Records from a dataset
[Start of section]

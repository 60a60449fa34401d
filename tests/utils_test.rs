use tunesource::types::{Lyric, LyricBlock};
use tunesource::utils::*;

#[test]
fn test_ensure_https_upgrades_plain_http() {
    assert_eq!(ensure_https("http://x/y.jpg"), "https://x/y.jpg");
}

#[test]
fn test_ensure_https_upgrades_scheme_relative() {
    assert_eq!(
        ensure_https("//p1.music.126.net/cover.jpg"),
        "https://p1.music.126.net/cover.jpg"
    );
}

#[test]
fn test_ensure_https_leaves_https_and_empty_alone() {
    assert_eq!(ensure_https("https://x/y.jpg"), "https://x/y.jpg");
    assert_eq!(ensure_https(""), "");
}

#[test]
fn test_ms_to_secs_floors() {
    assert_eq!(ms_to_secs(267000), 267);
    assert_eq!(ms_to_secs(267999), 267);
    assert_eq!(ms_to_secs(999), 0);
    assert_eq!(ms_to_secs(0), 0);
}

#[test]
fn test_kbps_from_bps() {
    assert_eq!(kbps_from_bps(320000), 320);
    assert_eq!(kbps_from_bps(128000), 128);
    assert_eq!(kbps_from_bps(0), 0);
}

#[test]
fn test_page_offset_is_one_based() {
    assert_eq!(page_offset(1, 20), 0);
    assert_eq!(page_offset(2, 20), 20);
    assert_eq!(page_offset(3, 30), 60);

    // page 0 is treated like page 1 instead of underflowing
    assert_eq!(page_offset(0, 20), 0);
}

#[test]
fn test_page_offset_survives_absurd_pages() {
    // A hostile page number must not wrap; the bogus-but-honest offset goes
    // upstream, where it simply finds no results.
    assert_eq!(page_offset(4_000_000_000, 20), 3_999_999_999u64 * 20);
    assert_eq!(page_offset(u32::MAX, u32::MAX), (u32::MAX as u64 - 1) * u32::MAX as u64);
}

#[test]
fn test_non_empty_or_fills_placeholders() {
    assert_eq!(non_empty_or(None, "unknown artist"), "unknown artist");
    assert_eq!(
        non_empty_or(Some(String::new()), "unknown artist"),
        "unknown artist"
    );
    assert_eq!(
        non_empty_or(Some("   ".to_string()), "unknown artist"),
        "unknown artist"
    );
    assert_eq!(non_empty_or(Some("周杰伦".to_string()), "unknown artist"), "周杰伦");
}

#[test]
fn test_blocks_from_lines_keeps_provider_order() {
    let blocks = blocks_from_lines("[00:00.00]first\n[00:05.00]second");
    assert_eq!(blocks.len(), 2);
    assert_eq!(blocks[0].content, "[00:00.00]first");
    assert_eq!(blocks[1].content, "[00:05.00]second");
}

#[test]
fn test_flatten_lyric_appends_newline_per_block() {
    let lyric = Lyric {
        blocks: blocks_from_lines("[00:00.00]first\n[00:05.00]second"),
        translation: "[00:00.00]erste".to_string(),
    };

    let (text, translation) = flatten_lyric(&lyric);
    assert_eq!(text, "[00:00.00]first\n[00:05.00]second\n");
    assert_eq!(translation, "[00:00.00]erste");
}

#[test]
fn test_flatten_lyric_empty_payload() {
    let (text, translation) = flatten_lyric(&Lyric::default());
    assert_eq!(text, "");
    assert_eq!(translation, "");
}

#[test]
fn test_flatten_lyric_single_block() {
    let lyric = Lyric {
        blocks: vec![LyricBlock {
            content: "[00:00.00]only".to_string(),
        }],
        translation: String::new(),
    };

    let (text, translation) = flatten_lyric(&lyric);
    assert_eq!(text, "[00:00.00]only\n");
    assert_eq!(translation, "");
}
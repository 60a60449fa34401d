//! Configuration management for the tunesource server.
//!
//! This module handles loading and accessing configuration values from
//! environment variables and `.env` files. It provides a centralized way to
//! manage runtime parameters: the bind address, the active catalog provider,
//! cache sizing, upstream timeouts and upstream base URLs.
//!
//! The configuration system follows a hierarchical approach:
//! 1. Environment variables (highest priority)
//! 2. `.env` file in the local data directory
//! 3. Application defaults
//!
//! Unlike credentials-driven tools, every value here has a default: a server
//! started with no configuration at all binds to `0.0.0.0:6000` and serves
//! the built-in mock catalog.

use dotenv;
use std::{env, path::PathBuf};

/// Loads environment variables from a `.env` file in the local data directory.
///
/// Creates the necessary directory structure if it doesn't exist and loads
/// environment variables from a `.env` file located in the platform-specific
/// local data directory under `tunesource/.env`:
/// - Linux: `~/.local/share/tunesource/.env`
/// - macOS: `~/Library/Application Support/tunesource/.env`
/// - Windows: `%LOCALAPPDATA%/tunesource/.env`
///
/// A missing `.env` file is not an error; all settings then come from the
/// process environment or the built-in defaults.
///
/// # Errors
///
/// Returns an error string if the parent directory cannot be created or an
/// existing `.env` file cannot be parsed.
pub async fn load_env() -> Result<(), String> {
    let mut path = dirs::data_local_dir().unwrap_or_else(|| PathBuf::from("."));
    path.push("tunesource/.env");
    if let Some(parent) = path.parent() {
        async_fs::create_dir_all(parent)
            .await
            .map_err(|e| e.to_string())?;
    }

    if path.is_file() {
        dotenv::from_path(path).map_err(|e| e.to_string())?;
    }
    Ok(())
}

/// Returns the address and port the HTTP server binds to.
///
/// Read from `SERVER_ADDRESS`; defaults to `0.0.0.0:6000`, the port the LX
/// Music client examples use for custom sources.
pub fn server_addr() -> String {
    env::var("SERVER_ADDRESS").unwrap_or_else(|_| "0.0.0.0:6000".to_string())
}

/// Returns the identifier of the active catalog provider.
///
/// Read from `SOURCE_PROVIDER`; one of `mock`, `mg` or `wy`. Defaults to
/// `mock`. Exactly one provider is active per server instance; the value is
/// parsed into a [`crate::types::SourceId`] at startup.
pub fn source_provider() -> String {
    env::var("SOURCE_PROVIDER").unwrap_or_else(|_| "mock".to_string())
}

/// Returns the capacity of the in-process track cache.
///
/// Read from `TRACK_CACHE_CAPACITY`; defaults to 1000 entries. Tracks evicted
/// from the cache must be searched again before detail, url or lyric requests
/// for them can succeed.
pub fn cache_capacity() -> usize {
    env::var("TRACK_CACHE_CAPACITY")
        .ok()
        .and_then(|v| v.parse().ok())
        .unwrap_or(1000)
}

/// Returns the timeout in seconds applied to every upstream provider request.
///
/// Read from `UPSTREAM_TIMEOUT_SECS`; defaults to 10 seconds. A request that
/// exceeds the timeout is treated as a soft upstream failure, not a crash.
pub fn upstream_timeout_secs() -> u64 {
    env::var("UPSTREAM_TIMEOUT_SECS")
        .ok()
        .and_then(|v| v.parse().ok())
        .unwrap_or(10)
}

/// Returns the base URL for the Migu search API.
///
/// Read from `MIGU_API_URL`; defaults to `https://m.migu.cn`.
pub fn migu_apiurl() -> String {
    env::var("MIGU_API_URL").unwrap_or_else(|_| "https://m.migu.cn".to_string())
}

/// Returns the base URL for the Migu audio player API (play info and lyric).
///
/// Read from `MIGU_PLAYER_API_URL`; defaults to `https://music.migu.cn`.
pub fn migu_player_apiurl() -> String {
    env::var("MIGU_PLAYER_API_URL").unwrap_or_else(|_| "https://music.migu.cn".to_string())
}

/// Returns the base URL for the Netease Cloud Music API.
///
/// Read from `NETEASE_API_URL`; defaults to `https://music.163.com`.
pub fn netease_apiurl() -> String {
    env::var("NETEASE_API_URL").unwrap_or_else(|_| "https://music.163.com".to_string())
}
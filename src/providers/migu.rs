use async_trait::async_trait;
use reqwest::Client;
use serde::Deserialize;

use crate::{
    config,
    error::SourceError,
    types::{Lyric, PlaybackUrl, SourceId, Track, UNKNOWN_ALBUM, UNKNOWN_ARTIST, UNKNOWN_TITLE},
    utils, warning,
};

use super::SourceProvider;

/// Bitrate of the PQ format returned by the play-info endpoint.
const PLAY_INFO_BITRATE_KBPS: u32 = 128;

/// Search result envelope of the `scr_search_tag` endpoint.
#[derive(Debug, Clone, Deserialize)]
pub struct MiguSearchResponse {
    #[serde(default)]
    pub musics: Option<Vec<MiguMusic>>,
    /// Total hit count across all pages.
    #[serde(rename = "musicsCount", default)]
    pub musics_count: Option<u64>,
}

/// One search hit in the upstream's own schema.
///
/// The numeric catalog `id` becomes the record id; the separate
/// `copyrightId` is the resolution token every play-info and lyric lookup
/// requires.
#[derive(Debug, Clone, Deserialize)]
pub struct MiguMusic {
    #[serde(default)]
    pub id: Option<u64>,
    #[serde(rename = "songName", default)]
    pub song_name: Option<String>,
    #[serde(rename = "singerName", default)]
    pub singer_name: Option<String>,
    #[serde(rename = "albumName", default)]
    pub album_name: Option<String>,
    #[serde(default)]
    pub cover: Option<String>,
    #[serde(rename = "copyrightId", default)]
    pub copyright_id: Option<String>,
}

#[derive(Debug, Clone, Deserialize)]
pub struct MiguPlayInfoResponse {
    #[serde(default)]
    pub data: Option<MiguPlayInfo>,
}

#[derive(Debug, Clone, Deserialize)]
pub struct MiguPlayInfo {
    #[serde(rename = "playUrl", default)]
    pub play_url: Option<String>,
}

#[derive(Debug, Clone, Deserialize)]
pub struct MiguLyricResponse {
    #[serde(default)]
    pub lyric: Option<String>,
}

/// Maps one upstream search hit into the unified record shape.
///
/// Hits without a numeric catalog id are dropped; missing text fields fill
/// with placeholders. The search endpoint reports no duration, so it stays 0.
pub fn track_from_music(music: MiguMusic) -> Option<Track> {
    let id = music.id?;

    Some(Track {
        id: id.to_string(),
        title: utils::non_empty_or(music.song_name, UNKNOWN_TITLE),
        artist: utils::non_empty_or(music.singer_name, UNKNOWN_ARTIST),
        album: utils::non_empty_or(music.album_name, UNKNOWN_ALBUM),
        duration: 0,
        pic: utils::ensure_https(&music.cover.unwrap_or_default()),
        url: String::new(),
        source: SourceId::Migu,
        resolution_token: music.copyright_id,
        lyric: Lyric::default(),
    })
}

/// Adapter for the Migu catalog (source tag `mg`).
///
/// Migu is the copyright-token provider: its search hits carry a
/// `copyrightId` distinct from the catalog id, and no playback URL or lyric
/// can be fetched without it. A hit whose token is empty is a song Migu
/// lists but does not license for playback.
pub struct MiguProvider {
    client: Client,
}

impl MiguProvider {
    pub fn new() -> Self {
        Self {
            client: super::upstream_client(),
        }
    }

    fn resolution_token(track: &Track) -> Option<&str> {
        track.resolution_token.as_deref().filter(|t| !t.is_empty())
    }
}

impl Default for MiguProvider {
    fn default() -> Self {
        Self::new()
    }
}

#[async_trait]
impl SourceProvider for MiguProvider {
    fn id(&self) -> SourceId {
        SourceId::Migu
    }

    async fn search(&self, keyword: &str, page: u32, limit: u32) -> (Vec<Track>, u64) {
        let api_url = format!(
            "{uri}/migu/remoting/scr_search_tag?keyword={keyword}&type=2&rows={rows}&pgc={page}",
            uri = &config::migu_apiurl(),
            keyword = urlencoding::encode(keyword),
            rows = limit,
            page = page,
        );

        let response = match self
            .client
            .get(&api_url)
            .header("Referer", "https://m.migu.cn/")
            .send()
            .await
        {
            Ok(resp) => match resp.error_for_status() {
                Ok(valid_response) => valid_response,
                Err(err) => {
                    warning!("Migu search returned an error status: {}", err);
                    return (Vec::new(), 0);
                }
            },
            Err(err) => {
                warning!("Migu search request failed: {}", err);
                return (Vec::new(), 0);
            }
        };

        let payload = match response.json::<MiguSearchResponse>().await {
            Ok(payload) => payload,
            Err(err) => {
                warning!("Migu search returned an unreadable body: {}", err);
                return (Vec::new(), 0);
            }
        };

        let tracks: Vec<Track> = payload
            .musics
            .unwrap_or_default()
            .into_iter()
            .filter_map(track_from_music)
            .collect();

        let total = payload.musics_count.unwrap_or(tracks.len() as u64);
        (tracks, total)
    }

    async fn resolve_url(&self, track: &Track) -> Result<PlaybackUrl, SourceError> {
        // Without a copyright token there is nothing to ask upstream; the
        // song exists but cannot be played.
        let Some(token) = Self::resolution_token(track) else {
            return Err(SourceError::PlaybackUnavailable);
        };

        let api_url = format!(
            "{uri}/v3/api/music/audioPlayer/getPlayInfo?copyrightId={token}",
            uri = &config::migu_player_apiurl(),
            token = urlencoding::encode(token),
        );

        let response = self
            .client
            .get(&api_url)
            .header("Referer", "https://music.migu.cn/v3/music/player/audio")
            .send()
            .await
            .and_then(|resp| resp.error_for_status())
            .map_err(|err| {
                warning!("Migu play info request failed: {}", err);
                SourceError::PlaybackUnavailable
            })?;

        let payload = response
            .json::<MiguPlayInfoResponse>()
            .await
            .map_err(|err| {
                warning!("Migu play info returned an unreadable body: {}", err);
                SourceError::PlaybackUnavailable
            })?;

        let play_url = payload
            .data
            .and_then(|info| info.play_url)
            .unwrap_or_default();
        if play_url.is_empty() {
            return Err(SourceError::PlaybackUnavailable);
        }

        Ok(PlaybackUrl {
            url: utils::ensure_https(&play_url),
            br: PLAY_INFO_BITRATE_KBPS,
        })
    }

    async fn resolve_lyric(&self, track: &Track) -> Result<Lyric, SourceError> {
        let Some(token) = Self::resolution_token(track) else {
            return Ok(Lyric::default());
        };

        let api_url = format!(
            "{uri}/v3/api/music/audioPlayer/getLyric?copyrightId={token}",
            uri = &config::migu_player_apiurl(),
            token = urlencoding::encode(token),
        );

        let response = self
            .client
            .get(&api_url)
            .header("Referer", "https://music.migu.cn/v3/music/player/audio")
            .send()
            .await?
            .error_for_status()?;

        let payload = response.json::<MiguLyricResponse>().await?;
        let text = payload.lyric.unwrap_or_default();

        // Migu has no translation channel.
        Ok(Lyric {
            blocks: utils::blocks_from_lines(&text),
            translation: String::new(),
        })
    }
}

[End of section]

Determine which lines above include the word "crate", and report those lines in full.

/// parsed into a [`crate::types::SourceId`] at startup.
use crate::{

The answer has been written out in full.